Records from a collection:
··········

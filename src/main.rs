use std::io::Read;
use std::sync::Arc;

use anyhow::{Context, Result};
use clap::{Parser, Subcommand};
use tracing::info;

use topical::config::Config;
use topical::dataset::Dataset;
use topical::model::TopicModel;
use topical::normalize::Lemmatizer;
use topical::output;
use topical::pipeline::TopicPipeline;
use topical::ranking;
use topical::web;

/// Topical: latent-topic inference for news articles.
///
/// Scores raw article text against a fitted topic model and reports the
/// dominant topic with its most representative terms.
#[derive(Parser)]
#[command(name = "topical", version, about)]
struct Cli {
    #[command(subcommand)]
    command: Commands,
}

#[derive(Subcommand)]
enum Commands {
    /// Score one article from the dataset by position
    Predict {
        /// Article number within the dataset (0-based)
        #[arg(short = 'n', long, default_value = "0")]
        article_num: usize,

        /// Number of terms to report for the dominant topic
        #[arg(short = 't', long, default_value = "5")]
        top_n: usize,
    },

    /// Score ad-hoc text (reads stdin when TEXT is omitted)
    Score {
        /// The article text to score
        text: Option<String>,

        /// Number of terms to report for the dominant topic
        #[arg(short = 't', long, default_value = "5")]
        top_n: usize,
    },

    /// List the top terms of every topic in the model
    Topics {
        /// Number of terms to show per topic
        #[arg(short = 't', long, default_value = "10")]
        top_n: usize,
    },

    /// Start the HTTP inference API
    Serve {
        /// Address to bind
        #[arg(long, default_value = "0.0.0.0")]
        bind: String,

        /// Port to listen on
        #[arg(long, default_value = "5000")]
        port: u16,
    },
}

#[tokio::main]
async fn main() -> Result<()> {
    // Load .env file if present (silently ignore if missing)
    let _ = dotenvy::dotenv();

    // Set up structured logging
    tracing_subscriber::fmt()
        .with_env_filter(
            tracing_subscriber::EnvFilter::try_from_default_env()
                .unwrap_or_else(|_| tracing_subscriber::EnvFilter::new("topical=info")),
        )
        .init();

    let cli = Cli::parse();
    let config = Config::load()?;

    match cli.command {
        Commands::Predict { article_num, top_n } => {
            let pipeline = init_pipeline(&config)?;
            let dataset = Dataset::load(&config.data_path)?;
            println!("Dataset contains {} articles.", dataset.len());

            let article = dataset.article(article_num)?;
            let inference = pipeline.infer(article, top_n)?;
            output::display_inference(&inference, &format!("article #{article_num}"));
        }

        Commands::Score { text, top_n } => {
            let pipeline = init_pipeline(&config)?;
            let text = match text {
                Some(text) => text,
                None => {
                    let mut buf = String::new();
                    std::io::stdin()
                        .read_to_string(&mut buf)
                        .context("failed to read article text from stdin")?;
                    buf
                }
            };
            let inference = pipeline.infer(&text, top_n)?;
            output::display_inference(&inference, "input text");
        }

        Commands::Topics { top_n } => {
            let pipeline = init_pipeline(&config)?;
            let model = pipeline.model();
            let topics: Vec<(usize, Vec<String>)> = (0..model.num_topics())
                .map(|t| Ok((t, ranking::top_terms(model, t, top_n)?)))
                .collect::<Result<_>>()?;
            output::display_topic_listing(&topics);
        }

        Commands::Serve { bind, port } => {
            // Load everything before binding: artifact problems must stop
            // the process here, never surface mid-request.
            let pipeline = Arc::new(init_pipeline(&config)?);
            web::run_server(pipeline, &bind, port).await?;
        }
    }

    Ok(())
}

/// One-time startup barrier: load the lemmatization resource and the model
/// artifact, fail loudly on either, and hand back the shared pipeline.
fn init_pipeline(config: &Config) -> Result<TopicPipeline> {
    let lemmatizer = match &config.lemma_exceptions {
        Some(path) => Lemmatizer::from_file(path)?,
        None => Lemmatizer::embedded()?,
    };

    let model = TopicModel::load(&config.model_path)
        .context("cannot start without a usable model artifact")?;
    info!(
        topics = model.num_topics(),
        vocab = model.vocab_size(),
        "Inference pipeline ready"
    );

    Ok(TopicPipeline::new(Arc::new(model), Arc::new(lemmatizer)))
}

··········

* WHAT TO DO:
You are asked to copy all of the entries above exactly.

* YOUR SOLUTION:
filename src/main.rs
use std::io::Read;
use std::sync::Arc;

use anyhow::{Context, Result};
use clap::{Parser, Subcommand};
use tracing::info;

use topical::config::Config;
use topical::dataset::Dataset;
use topical::model::TopicModel;
use topical::normalize::Lemmatizer;
use topical::output;
use topical::pipeline::TopicPipeline;
use topical::ranking;
use topical::web;

/// Topical: latent-topic inference for news articles.
///
/// Scores raw article text against a fitted topic model and reports the
/// dominant topic with its most representative terms.
#[derive(Parser)]
#[command(name = "topical", version, about)]
struct Cli {
    #[command(subcommand)]
    command: Commands,
}

#[derive(Subcommand)]
enum Commands {
    /// Score one article from the dataset by position
    Predict {
        /// Article number within the dataset (0-based)
        #[arg(short = 'n', long, default_value = "0")]
        article_num: usize,

        /// Number of terms to report for the dominant topic
        #[arg(short = 't', long, default_value = "5")]
        top_n: usize,
    },

    /// Score ad-hoc text (reads stdin when TEXT is omitted)
    Score {
        /// The article text to score
        text: Option<String>,

        /// Number of terms to report for the dominant topic
        #[arg(short = 't', long, default_value = "5")]
        top_n: usize,
    },

    /// List the top terms of every topic in the model
    Topics {
        /// Number of terms to show per topic
        #[arg(short = 't', long, default_value = "10")]
        top_n: usize,
    },

    /// Start the HTTP inference API
    Serve {
        /// Address to bind
        #[arg(long, default_value = "0.0.0.0")]
        bind: String,

        /// Port to listen on
        #[arg(long, default_value = "5000")]
        port: u16,
    },
}

#[tokio::main]
async fn main() -> Result<()> {
    // Load .env file if present (silently ignore if missing)
    let _ = dotenvy::dotenv();

    // Set up structured logging
    tracing_subscriber::fmt()
        .with_env_filter(
            tracing_subscriber::EnvFilter::try_from_default_env()
                .unwrap_or_else(|_| tracing_subscriber::EnvFilter::new("topical=info")),
        )
        .init();

    let cli = Cli::parse();
    let config = Config::load()?;

    match cli.command {
        Commands::Predict { article_num, top_n } => {
            let pipeline = init_pipeline(&config)?;
            let dataset = Dataset::load(&config.data_path)?;
            println!("Dataset contains {} articles.", dataset.len());

            let article = dataset.article(article_num)?;
            let inference = pipeline.infer(article, top_n)?;
            output::display_inference(&inference, &format!("article #{article_num}"));
        }

        Commands::Score { text, top_n } => {
            let pipeline = init_pipeline(&config)?;
            let text = match text {
                Some(text) => text,
                None => {
                    let mut buf = String::new();
                    std::io::stdin()
                        .read_to_string(&mut buf)
                        .context("failed to read article text from stdin")?;
                    buf
                }
            };
            let inference = pipeline.infer(&text, top_n)?;
            output::display_inference(&inference, "input text");
        }

        Commands::Topics { top_n } => {
            let pipeline = init_pipeline(&config)?;
            let model = pipeline.model();
            let topics: Vec<(usize, Vec<String>)> = (0..model.num_topics())
                .map(|t| Ok((t, ranking::top_terms(model, t, top_n)?)))
                .collect::<Result<_>>()?;
            output::display_topic_listing(&topics);
        }

        Commands::Serve { bind, port } => {
            // Load everything before binding: artifact problems must stop
            // the process here, never surface mid-request.
            let pipeline = Arc::new(init_pipeline(&config)?);
            web::run_server(pipeline, &bind, port).await?;
        }
    }

    Ok(())
}

/// One-time startup barrier: load the lemmatization resource and the model
/// artifact, fail loudly on either, and hand back the shared pipeline.
fn init_pipeline(config: &Config) -> Result<TopicPipeline> {
    let lemmatizer = match &config.lemma_exceptions {
        Some(path) => Lemmatizer::from_file(path)?,
        None => Lemmatizer::embedded()?,
    };

    let model = TopicModel::load(&config.model_path)
        .context("cannot start without a usable model artifact")?;
    info!(
        topics = model.num_topics(),
        vocab = model.vocab_size(),
        "Inference pipeline ready"
    );

    Ok(TopicPipeline::new(Arc::new(model), Arc::new(lemmatizer)))
}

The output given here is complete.